Database systems are designed to manage large bodies of information. Management of data
involves both defining structures for storage of information and providing mechanisms for the
manipulation of information. In addition, the database system must ensure the safety of the
information stored, despite system crashes or attempts at unauthorized access. If data are to be
shared among several users, the system must avoid possible anomalous results.
Examples of popular DBMS:

• MySql
• Oracle
• SQL Server
• IBM DB2
• PostgreSQL
• Amazon SimpleDB (cloud based) etc.

Characteristics of databases

Traditionally, data was organized in file formats. DBMS was a new concept then, and all the
research was done to make it overcome the deficiencies in traditional style of data
management.

Following are the Characteristics of modern DBMS-

Real-world entity

A modern DBMS is more realistic and uses real-world entities to design its architecture. It
uses the behaviour and attributes too. For example, a college database may use students as an
entity and their age as an attribute.

Relation-based tables

DBMS allows entities and relations among them to form tables. A user can understand the
architecture of a database just by looking at the table names.

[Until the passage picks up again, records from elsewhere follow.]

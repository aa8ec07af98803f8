use crate::utils::config::{Chain, SCHEMA_VERSION};

/// Display version information
pub fn display_version() {
    println!("opcode-gas-scan v{}", env!("CARGO_PKG_VERSION"));
    println!("Snapshot Schema: v{}", SCHEMA_VERSION);
    println!();
    println!("Per-opcode gas statistics from EVM struct-log traces.");
    println!(
        "Chains: {}, {} (endpoints via {} / {})",
        Chain::Base,
        Chain::Optimism,
        Chain::Base.endpoint_env_var(),
        Chain::Optimism.endpoint_env_var()
    );
}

Isolation of data and application

A database system is entirely different than its data. A database is an active entity, whereas
data is said to be passive, on which the database works and organizes. DBMS also stores
metadata, which is data about data, to ease its own process.

Less redundancy

DBMS follows the rules of normalization, which splits a relation when any of its attributes is
having redundancy in values. Normalization is a mathematically rich and scientific process
that reduces data redundancy.
Consistency

Consistency is a state where every relation in a database remains consistent. There exist
methods and techniques, which can detect attempt of leaving database in inconsistent state. A
DBMS can provide greater consistency as compared to earlier forms of data storing
applications like file-processing systems.

Query Language

DBMS is equipped with query language, which makes it more efficient to retrieve and
manipulate data. A user can apply as many and as different filtering options as required to
retrieve a set of data. Traditionally it was not possible where file-processing system was used.

ACID Properties

DBMS follows the concepts of Atomicity, Consistency, Isolation, and Durability (normally
shortened as ACID). These concepts are applied on transactions, which manipulate data in a
database. ACID properties help the database stay healthy in multi-transactional environments
and in case of failure.

Multiuser and Concurrent Access

DBMS supports multi-user environment and allows them to access and manipulate data in
parallel. Though there are restrictions on transactions when users attempt to handle the same
data item, but users are always unaware of them.

Multiple views

DBMS offers multiple views for different users. A user who is in the Sales department will
have a different view of database than a person working in the Production department. This
feature enables the users to have a concentrate view of the database according to their
requirements.

Security

Features like multiple views offer security to some extent where users are unable to access
data of other users and departments. DBMS offers methods to impose constraints while
entering data into the database and retrieving the same at a later stage. DBMS offers many
different levels of security features, which enables multiple users to have different views with
different features. For example, a user in the Sales department cannot see the data that belongs
to the Purchase department. Additionally, it can also be managed how much data of the Sales
department should be displayed to the user. Since a DBMS is not saved on the disk as
traditional file systems, it is very hard for miscreants to break the code.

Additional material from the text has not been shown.